Exercise objective:
Which lines of the records below contain the string "first"? Report each of them.

Exercise inputs:
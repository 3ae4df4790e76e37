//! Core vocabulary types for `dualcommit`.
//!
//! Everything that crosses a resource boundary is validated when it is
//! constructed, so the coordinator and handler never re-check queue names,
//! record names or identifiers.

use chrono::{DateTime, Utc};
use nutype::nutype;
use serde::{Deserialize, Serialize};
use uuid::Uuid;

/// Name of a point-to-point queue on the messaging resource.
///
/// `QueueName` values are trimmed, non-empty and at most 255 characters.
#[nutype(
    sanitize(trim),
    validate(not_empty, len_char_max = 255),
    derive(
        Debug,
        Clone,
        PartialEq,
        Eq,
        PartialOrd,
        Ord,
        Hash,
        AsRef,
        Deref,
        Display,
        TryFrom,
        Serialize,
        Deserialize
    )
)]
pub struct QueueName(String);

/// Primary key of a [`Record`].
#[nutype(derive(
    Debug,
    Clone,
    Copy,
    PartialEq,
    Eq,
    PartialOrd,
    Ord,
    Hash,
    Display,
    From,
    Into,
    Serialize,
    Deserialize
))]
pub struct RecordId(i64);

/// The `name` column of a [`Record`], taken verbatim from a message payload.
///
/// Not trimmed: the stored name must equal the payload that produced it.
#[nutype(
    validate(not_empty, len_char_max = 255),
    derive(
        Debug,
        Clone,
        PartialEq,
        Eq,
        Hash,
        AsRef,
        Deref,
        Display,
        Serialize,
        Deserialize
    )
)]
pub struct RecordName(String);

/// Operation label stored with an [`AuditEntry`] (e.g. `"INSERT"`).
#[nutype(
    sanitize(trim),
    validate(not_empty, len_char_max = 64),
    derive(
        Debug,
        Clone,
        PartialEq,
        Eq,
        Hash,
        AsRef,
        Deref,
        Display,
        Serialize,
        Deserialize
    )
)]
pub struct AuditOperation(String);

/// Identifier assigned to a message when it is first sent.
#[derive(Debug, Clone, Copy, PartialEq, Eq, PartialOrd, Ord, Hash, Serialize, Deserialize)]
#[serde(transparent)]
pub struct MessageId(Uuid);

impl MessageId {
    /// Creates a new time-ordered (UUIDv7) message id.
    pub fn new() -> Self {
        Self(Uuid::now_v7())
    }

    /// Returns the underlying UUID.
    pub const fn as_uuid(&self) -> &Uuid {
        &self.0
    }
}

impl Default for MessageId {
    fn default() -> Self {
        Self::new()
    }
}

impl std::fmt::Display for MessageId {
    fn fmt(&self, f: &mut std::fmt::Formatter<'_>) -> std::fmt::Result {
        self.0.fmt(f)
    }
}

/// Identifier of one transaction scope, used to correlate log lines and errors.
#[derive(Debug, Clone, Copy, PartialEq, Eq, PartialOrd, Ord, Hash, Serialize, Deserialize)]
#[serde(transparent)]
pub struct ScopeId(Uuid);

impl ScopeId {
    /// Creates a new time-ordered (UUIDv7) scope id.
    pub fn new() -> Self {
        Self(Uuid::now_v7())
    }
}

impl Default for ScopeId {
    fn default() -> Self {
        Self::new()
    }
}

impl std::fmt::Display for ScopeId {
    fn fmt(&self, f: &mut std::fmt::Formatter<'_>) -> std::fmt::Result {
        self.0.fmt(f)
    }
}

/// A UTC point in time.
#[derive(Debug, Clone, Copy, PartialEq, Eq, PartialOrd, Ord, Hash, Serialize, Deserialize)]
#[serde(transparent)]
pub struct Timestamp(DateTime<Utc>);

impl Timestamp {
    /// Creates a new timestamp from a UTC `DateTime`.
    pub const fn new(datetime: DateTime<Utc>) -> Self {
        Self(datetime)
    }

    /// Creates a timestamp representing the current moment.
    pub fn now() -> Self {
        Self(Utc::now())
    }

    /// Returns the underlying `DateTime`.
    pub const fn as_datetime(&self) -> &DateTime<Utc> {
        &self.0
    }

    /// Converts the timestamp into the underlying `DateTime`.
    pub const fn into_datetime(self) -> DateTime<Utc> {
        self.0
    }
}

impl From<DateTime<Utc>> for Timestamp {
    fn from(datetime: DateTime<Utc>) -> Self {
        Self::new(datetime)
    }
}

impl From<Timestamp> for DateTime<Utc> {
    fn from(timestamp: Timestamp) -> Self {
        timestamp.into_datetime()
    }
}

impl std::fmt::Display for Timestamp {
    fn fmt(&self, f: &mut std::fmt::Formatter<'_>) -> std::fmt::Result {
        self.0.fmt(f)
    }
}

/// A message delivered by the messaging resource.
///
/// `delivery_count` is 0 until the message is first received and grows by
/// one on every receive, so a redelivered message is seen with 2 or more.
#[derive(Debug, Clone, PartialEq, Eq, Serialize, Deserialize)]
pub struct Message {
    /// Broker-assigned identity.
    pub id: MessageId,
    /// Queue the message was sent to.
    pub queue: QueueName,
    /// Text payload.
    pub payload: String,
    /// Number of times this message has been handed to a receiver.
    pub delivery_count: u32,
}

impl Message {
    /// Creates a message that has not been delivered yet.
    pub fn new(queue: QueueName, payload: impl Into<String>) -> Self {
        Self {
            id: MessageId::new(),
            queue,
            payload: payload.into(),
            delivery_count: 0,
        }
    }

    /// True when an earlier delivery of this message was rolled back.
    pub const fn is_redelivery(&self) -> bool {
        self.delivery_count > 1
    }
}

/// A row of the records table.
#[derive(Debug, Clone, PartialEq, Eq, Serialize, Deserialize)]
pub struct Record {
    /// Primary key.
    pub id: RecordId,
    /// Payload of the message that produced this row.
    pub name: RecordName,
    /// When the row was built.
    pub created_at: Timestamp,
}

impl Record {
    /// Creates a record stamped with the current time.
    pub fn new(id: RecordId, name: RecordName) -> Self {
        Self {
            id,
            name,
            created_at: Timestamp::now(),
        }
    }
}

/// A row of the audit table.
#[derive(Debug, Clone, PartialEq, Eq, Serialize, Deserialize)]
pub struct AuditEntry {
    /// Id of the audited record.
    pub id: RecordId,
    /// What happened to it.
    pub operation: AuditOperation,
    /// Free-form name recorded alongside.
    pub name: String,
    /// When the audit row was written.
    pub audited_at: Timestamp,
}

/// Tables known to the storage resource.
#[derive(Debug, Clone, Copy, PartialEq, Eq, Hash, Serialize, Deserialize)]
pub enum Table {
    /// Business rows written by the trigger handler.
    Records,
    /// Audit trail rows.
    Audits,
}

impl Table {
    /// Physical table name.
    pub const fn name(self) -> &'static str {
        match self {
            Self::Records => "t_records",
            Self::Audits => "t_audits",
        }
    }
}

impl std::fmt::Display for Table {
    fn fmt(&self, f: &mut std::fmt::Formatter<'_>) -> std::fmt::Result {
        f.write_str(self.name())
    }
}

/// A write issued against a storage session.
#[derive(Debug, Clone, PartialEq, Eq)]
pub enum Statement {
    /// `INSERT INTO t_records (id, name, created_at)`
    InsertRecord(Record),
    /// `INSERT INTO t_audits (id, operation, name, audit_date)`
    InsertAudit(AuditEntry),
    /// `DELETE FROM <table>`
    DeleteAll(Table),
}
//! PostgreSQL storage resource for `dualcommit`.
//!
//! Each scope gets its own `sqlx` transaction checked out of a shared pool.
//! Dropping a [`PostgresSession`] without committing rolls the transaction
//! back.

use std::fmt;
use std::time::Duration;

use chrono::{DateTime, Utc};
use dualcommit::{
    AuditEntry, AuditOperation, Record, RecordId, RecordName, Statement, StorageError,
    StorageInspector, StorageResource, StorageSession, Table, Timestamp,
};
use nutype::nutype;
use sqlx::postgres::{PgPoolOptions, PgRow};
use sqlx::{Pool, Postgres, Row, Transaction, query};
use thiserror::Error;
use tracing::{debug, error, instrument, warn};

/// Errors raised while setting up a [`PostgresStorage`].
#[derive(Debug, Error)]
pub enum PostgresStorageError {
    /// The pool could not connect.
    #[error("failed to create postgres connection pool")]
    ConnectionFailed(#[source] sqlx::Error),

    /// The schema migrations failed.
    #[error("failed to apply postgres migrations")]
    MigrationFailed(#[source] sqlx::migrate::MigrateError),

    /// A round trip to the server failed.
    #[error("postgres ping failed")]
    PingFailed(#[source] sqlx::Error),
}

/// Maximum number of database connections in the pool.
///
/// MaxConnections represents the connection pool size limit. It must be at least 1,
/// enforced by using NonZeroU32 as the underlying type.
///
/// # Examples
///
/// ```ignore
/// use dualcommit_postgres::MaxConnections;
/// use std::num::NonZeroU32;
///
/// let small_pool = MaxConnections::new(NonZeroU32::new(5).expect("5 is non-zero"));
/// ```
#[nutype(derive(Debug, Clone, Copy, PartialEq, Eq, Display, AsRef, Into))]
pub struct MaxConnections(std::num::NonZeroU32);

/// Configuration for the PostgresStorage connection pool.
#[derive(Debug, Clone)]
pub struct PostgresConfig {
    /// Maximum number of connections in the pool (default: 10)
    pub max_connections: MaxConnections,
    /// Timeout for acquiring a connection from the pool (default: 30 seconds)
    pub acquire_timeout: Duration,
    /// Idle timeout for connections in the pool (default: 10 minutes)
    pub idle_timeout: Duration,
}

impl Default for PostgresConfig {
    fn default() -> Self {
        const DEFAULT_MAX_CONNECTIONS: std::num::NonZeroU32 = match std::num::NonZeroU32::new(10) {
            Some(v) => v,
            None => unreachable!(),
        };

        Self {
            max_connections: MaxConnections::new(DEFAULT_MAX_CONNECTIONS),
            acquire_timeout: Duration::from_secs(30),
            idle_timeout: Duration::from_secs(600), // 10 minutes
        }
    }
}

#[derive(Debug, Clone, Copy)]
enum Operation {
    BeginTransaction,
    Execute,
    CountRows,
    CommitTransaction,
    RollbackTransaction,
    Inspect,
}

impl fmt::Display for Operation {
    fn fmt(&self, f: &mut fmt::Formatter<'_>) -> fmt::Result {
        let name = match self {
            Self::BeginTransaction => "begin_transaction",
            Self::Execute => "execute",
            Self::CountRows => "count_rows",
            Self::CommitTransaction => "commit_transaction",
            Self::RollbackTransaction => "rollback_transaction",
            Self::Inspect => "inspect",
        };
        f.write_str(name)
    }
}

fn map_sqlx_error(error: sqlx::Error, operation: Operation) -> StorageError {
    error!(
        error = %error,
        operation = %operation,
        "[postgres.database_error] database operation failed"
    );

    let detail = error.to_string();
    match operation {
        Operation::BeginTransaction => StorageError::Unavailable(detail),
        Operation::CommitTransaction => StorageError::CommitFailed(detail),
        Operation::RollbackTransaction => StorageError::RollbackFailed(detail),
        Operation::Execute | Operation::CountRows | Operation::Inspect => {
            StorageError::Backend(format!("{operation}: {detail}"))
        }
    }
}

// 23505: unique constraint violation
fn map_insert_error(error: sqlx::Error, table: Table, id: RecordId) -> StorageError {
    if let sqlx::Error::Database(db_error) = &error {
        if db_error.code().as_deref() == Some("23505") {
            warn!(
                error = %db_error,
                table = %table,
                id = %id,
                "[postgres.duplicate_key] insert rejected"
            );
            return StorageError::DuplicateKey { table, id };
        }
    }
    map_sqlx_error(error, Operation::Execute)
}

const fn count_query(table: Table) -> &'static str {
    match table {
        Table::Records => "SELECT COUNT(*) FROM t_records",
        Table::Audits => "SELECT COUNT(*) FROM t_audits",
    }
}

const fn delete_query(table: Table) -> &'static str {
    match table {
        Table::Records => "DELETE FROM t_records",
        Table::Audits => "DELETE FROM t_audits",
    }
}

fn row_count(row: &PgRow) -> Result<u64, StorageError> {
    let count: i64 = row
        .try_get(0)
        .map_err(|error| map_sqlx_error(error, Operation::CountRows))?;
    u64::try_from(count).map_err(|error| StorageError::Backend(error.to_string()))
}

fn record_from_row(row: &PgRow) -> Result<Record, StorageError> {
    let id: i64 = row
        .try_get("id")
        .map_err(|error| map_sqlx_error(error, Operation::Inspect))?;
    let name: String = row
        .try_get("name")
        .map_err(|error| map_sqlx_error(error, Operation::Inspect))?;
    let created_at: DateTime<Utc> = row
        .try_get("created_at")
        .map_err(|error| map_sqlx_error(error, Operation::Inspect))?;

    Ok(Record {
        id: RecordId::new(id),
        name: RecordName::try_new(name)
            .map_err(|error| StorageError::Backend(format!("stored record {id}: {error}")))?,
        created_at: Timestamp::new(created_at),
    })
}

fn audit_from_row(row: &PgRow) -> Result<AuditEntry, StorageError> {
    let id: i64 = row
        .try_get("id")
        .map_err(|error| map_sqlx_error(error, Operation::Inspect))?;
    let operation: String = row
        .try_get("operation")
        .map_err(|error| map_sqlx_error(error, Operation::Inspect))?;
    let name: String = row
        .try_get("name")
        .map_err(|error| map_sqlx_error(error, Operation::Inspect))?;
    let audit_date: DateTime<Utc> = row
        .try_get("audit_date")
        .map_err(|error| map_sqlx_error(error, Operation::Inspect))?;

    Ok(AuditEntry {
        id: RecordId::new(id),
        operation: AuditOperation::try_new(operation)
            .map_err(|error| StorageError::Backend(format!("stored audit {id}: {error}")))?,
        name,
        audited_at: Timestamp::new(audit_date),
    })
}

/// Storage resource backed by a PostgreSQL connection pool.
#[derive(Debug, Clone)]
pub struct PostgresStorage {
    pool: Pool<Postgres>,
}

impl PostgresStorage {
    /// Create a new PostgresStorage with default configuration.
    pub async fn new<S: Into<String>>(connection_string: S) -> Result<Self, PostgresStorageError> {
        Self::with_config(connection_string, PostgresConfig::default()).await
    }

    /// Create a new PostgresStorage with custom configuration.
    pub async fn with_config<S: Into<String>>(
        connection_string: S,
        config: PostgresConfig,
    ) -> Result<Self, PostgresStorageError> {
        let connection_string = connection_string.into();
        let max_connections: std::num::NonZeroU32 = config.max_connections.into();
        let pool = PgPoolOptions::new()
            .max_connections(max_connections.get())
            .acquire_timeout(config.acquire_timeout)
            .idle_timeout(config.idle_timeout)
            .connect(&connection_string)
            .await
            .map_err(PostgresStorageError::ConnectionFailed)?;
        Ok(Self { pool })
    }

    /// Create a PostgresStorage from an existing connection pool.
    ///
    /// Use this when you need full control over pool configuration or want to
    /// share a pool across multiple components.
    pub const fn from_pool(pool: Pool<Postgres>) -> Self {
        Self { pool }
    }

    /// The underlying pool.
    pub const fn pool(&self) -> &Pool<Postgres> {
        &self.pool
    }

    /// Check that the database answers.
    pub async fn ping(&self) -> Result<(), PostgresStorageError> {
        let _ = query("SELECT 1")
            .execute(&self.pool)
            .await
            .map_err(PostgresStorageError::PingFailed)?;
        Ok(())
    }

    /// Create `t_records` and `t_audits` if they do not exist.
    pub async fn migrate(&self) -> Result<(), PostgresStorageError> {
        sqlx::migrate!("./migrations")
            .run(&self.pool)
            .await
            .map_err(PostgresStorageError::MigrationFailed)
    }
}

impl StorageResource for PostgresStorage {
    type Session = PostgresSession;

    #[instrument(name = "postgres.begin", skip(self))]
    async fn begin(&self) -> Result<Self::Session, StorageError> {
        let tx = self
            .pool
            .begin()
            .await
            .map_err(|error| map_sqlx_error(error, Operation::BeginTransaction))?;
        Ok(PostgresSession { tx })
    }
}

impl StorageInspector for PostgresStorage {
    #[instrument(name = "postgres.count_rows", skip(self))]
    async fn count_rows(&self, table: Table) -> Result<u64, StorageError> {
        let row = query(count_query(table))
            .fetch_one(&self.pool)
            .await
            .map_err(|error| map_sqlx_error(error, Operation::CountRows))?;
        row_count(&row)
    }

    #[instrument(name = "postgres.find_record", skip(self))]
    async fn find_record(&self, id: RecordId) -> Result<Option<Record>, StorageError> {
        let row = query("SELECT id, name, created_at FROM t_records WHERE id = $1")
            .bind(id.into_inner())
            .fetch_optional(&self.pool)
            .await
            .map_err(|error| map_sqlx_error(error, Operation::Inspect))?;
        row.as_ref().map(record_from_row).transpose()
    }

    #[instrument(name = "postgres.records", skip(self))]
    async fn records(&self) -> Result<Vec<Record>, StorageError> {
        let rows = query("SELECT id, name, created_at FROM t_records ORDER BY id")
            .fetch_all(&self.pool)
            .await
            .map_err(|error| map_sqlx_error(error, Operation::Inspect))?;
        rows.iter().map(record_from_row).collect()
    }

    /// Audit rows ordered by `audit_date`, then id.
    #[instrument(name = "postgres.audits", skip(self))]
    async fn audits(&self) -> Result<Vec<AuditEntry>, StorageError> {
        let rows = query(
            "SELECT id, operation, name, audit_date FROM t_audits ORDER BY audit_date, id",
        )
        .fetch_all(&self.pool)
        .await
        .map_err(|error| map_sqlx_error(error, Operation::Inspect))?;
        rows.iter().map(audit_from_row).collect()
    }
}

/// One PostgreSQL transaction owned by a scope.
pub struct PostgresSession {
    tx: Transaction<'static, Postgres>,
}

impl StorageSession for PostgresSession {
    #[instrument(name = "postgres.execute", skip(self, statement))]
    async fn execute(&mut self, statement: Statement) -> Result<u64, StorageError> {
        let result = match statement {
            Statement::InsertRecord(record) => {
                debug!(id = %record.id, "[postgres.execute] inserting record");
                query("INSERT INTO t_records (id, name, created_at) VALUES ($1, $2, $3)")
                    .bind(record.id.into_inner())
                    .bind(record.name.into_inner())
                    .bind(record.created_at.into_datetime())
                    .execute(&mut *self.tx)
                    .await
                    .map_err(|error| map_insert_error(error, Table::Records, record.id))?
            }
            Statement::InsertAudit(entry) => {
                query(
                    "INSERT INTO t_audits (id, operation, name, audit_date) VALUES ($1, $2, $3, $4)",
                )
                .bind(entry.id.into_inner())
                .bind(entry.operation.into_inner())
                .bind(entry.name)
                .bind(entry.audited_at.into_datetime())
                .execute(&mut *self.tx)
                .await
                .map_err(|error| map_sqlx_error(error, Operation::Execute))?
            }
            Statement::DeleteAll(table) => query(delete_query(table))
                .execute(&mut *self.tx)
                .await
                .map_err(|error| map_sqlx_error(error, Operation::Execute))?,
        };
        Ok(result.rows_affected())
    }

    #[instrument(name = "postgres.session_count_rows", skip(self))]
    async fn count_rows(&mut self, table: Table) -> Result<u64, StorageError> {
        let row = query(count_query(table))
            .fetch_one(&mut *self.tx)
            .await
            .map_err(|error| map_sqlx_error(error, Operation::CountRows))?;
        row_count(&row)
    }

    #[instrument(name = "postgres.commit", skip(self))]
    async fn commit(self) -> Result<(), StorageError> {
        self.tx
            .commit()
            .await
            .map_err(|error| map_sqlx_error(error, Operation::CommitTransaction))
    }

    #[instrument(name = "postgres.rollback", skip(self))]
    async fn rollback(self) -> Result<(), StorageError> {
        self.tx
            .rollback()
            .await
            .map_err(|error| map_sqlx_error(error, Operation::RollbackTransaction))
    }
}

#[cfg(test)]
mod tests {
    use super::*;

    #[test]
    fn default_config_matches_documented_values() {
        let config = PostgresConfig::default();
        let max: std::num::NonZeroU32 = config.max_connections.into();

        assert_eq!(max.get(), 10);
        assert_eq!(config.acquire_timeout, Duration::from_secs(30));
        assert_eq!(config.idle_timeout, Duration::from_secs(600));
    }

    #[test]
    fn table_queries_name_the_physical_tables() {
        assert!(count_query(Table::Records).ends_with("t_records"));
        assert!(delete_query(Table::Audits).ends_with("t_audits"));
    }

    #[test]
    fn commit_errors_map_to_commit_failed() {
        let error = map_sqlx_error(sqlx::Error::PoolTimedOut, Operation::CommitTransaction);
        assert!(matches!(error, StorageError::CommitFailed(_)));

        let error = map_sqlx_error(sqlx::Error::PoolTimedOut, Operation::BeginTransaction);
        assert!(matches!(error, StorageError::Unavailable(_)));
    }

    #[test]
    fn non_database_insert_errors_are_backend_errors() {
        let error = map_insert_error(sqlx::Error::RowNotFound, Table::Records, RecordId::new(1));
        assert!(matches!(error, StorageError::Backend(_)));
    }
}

Exercise response:
/// Identifier assigned to a message when it is first sent.
/// `delivery_count` is 0 until the message is first received and grows by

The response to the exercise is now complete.